Deal with each of the problems you have identified in turn, and make the case that your product or service offers the best solution for each of the problems
Always bridge from the features of your product to the benefits that matter to the customer and solve the customer’s problem.
As you make the case that you have solved a portion of the customer’s problem, repeat back anything you hear the customer saying about your solution. This will ensure you heard the customer correctly, and dealt with any concerns he/she might have.
Use tie-down questions to ensure that the customer agrees with each part of the solution as you make your case. The goal is to tie up all loose ends on one component of the sale before moving on to the next component
Use a trial close to gauge the customer’s receptivity to the overall case you have made, and to flush out any objections.
Making The Case/Presenting The Solution
Objections can occur at any stage of the sales process.
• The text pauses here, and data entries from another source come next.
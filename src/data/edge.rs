//! Edge promotion: build [cartoon | edge-smoothed] training pairs
//!
//! Cartoons have crisp edges. Blurring only the edge regions of a cartoon
//! produces a hard negative for the discriminator.

use std::path::Path;

use tch::{vision::image, Device, Kind, Tensor};
use tracing::{info, warn};

use super::image_folder::{discover, list_images};
use crate::error::{Error, Result};

/// Sobel magnitude (on 0..255 luma) above which a pixel counts as an edge
pub const EDGE_THRESHOLD: f64 = 100.0;

const KERNEL_SIZE: i64 = 5;

/// Sigma of a 5x5 Gaussian when derived from the kernel size
const GAUSSIAN_SIGMA: f64 = 1.1;

fn sobel_kernels() -> (Tensor, Tensor) {
    let gx = Tensor::from_slice(&[-1.0f32, 0.0, 1.0, -2.0, 0.0, 2.0, -1.0, 0.0, 1.0]).view([1, 1, 3, 3]);
    let gy = gx.transpose(2, 3).contiguous();
    (gx, gy)
}

/// Normalized 5x5 Gaussian, one copy per channel for a grouped convolution
fn gaussian_kernel(channels: i64) -> Tensor {
    let half = KERNEL_SIZE / 2;
    let taps: Vec<f32> = (-half..=half)
        .map(|i| (-((i * i) as f64) / (2.0 * GAUSSIAN_SIGMA * GAUSSIAN_SIGMA)).exp() as f32)
        .collect();
    let taps = Tensor::from_slice(&taps);
    let taps = &taps / taps.sum(Kind::Float);

    taps.outer(&taps)
        .view([1, 1, KERNEL_SIZE, KERNEL_SIZE])
        .repeat([channels, 1, 1, 1])
}

/// Dilated edge mask of a (1, 3, H, W) float image in 0..255, shape (1, 1, H, W)
pub fn edge_mask(image: &Tensor) -> Tensor {
    let weights = Tensor::from_slice(&[0.299f32, 0.587, 0.114]).view([1, 3, 1, 1]);
    let luma = (image * weights).sum_dim_intlist(&[1i64][..], true, Kind::Float);
    let padded = luma.replication_pad2d([1, 1, 1, 1]);

    let (gx, gy) = sobel_kernels();
    let dx = padded.conv2d::<Tensor>(&gx, None, [1, 1], [0, 0], [1, 1], 1);
    let dy = padded.conv2d::<Tensor>(&gy, None, [1, 1], [0, 0], [1, 1], 1);
    let magnitude = (&dx * &dx + &dy * &dy).sqrt();

    let pad = KERNEL_SIZE / 2;
    magnitude
        .gt(EDGE_THRESHOLD)
        .to_kind(Kind::Float)
        .max_pool2d([KERNEL_SIZE, KERNEL_SIZE], [1, 1], [pad, pad], [1, 1], false)
}

/// Edge-promote one u8 RGB image
///
/// Returns a u8 (3, size, 2 * size) image holding the resized original on the
/// left and its edge-smoothed copy on the right.
pub fn edge_promote(pixels: &Tensor, size: i64) -> Result<Tensor> {
    let resized = image::resize(pixels, size, size)?;
    let rgb = resized
        .to_device(Device::Cpu)
        .to_kind(Kind::Float)
        .unsqueeze(0);

    let pad = KERNEL_SIZE / 2;
    let blurred = rgb
        .reflection_pad2d([pad, pad, pad, pad])
        .conv2d::<Tensor>(&gaussian_kernel(3), None, [1, 1], [0, 0], [1, 1], 3);

    let mask = edge_mask(&rgb);
    let smoothed = &mask * &blurred + (mask.ones_like() - &mask) * &rgb;

    let pair = Tensor::cat(&[&rgb, &smoothed], 3)
        .squeeze_dim(0)
        .round()
        .clamp(0.0, 255.0)
        .to_kind(Kind::Uint8);
    Ok(pair)
}

/// Edge-promote every image in `input`, writing `1.png`, `2.png`, ... to `output`
///
/// Returns the number of pairs written.
pub fn edge_promote_dir(input: &Path, output: &Path, size: i64) -> Result<usize> {
    if !input.is_dir() {
        return Err(Error::data(input, "cartoon directory does not exist"));
    }
    let files = list_images(input)?;
    if files.is_empty() {
        return Err(Error::data(input, "no images found"));
    }

    std::fs::create_dir_all(output)?;
    info!(
        "Edge-promoting {} images from {} into {}",
        files.len(),
        input.display(),
        output.display()
    );

    let mut written = 0;
    for path in &files {
        let pixels = match image::load(path) {
            Ok(pixels) => pixels,
            Err(e) => {
                warn!("Skipping unreadable image {}: {}", path.display(), e);
                continue;
            }
        };
        let pair = edge_promote(&pixels, size)?;
        written += 1;
        image::save(&pair, output.join(format!("{written}.png")))?;
    }

    info!("Edge-promoting finished: {} pairs", written);
    Ok(written)
}

/// True when `dir` is missing or would load as an empty split
///
/// Uses the same discovery as the dataset loader, so pairs kept in class
/// sub-directories count as present.
pub fn needs_edge_promotion(dir: &Path) -> bool {
    !dir.is_dir()
        || discover(dir)
            .map(|(_, entries)| entries.is_empty())
            .unwrap_or(true)
}

#[cfg(test)]
mod tests {
    use super::*;

    fn square_image(size: i64) -> Tensor {
        // black background with a white square in the middle
        let pixels = Tensor::zeros([3, size, size], (Kind::Uint8, Device::Cpu));
        let q = size / 4;
        let _ = pixels.narrow(1, q, 2 * q).narrow(2, q, 2 * q).fill_(255);
        pixels
    }

    #[test]
    fn test_flat_image_has_no_edges() {
        let flat = Tensor::full([1, 3, 16, 16], 128.0, (Kind::Float, Device::Cpu));
        let mask = edge_mask(&flat);
        assert_eq!(mask.size(), vec![1, 1, 16, 16]);
        assert_eq!(mask.sum(Kind::Float).double_value(&[]), 0.0);
    }

    #[test]
    fn test_mask_covers_square_border() {
        let rgb = square_image(32).to_kind(Kind::Float).unsqueeze(0);
        let mask = edge_mask(&rgb);

        // border of the square is an edge, far corner is not
        assert_eq!(mask.double_value(&[0, 0, 8, 16]), 1.0);
        assert_eq!(mask.double_value(&[0, 0, 0, 0]), 0.0);
    }

    #[test]
    fn test_edge_promote_pair_layout() {
        let pair = edge_promote(&square_image(32), 16).unwrap();
        assert_eq!(pair.size(), vec![3, 16, 32]);
        assert_eq!(pair.kind(), Kind::Uint8);

        let original = pair.narrow(2, 0, 16);
        let smoothed = pair.narrow(2, 16, 16);
        // flat regions are untouched, edges are blurred
        assert_eq!(original.int64_value(&[0, 0, 0]), smoothed.int64_value(&[0, 0, 0]));
        assert!(!original.equal(&smoothed));
    }

    #[test]
    fn test_edge_promote_dir() {
        let dir = tempfile::tempdir().unwrap();
        let input = dir.path().join("train");
        let output = dir.path().join("pair");
        std::fs::create_dir_all(&input).unwrap();
        image::save(&square_image(24), input.join("a.png")).unwrap();
        image::save(&square_image(24), input.join("b.png")).unwrap();

        assert!(needs_edge_promotion(&output));
        let written = edge_promote_dir(&input, &output, 16).unwrap();
        assert_eq!(written, 2);
        assert!(output.join("1.png").exists());
        assert!(output.join("2.png").exists());
        assert!(!needs_edge_promotion(&output));

        let pair = image::load(output.join("1.png")).unwrap();
        assert_eq!(pair.size(), vec![3, 16, 32]);
    }

    #[test]
    fn test_pairs_in_class_subdirectory_are_found() {
        let dir = tempfile::tempdir().unwrap();
        let pair_dir = dir.path().join("pair");
        let class = pair_dir.join("ghibli");
        std::fs::create_dir_all(&class).unwrap();
        assert!(needs_edge_promotion(&pair_dir));

        let pair = edge_promote(&square_image(24), 8).unwrap();
        image::save(&pair, class.join("1.png")).unwrap();
        assert!(!needs_edge_promotion(&pair_dir));
    }

    #[test]
    fn test_edge_promote_missing_dir() {
        let dir = tempfile::tempdir().unwrap();
        let err = edge_promote_dir(&dir.path().join("nope"), dir.path(), 16).unwrap_err();
        assert!(matches!(err, Error::Data { .. }));
    }
}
In fact, making the case can often cause objections to surface. But remember that an objection is almost always a request for more information. Customers usually object because they do not believe you have fully solved their problems.
So don’t panic when you hear an objection. Underlying the objection is a simple question: But can you solve this part of the problem? Listen to the objection, probe to fully understand it, respond professionally and in a problem-solving mode, and check back to see if you have addressed the objection.
If you get into trouble, probe. If you stay in trouble, call in a colleague.
Dealing With Resistance
If you work the sales process faithfully, closing is the easiest step. If you’ve done all the other steps well, all you need to ask at the close of the sale is: So, what do you think? If the customer is ready to buy, he/she will say: Sounds good to me.
If he/she is not ready to buy, the close will flush out an objection and you can circle back to deal with it by probing or other ways. Either way, the sale is moving forward. If you get in trouble or hear ‘no’ when you ask for the order, go back to Step Three: Discovery and probe the customer why he/she is not buying.
If a customer says yes, the sale doesn’t end there. While you may feel relief or euphoria, you still need to take care of your customer. Most probably, he/she may also be feeling relieved, or maybe a little anxious wondering if they made the right decision.
It’s Okay To Ask For The Order
Follow-up For Ongoing Profitability
Make follow-up on existing customers a routine to ensure continuing profitability. Remember, follow-up can be the first step to making the next sale. The important thing here is, you have to keep your commitments. Under-promise and over-deliver. Think about what you are going to sell them next.
Write It Down
Make sure to put everything in writing – agreements, your commitments, the customer’s commitments, everything. Don’t assume you know what others are going to do. It doesn’t have to be a full-blown contract, but make sure you have a written record of the sale.
Talking About Price
When talking about price, remember the following:
Don’t lead with price. Build value before talking price. Sell your solution thoroughly before you put a price on it.
Be sure any price comparisons are apples to apples. If a customer says he/she heard of a lower price somewhere else, check to make sure the two offers are identical in quantity, warranty, terms, delivery, quality of product, and other attributes.
Don’t apologize for your price. Your product is worth what it costs. If it’s higher, don’t call attention to it; the customer will notice on his/her own.
Make sure you call the customer back to the Total Value Proposition of buying your product. This includes the price, reputation of your product and company, terms and conditions of the sale, and the opportunity to do business with you.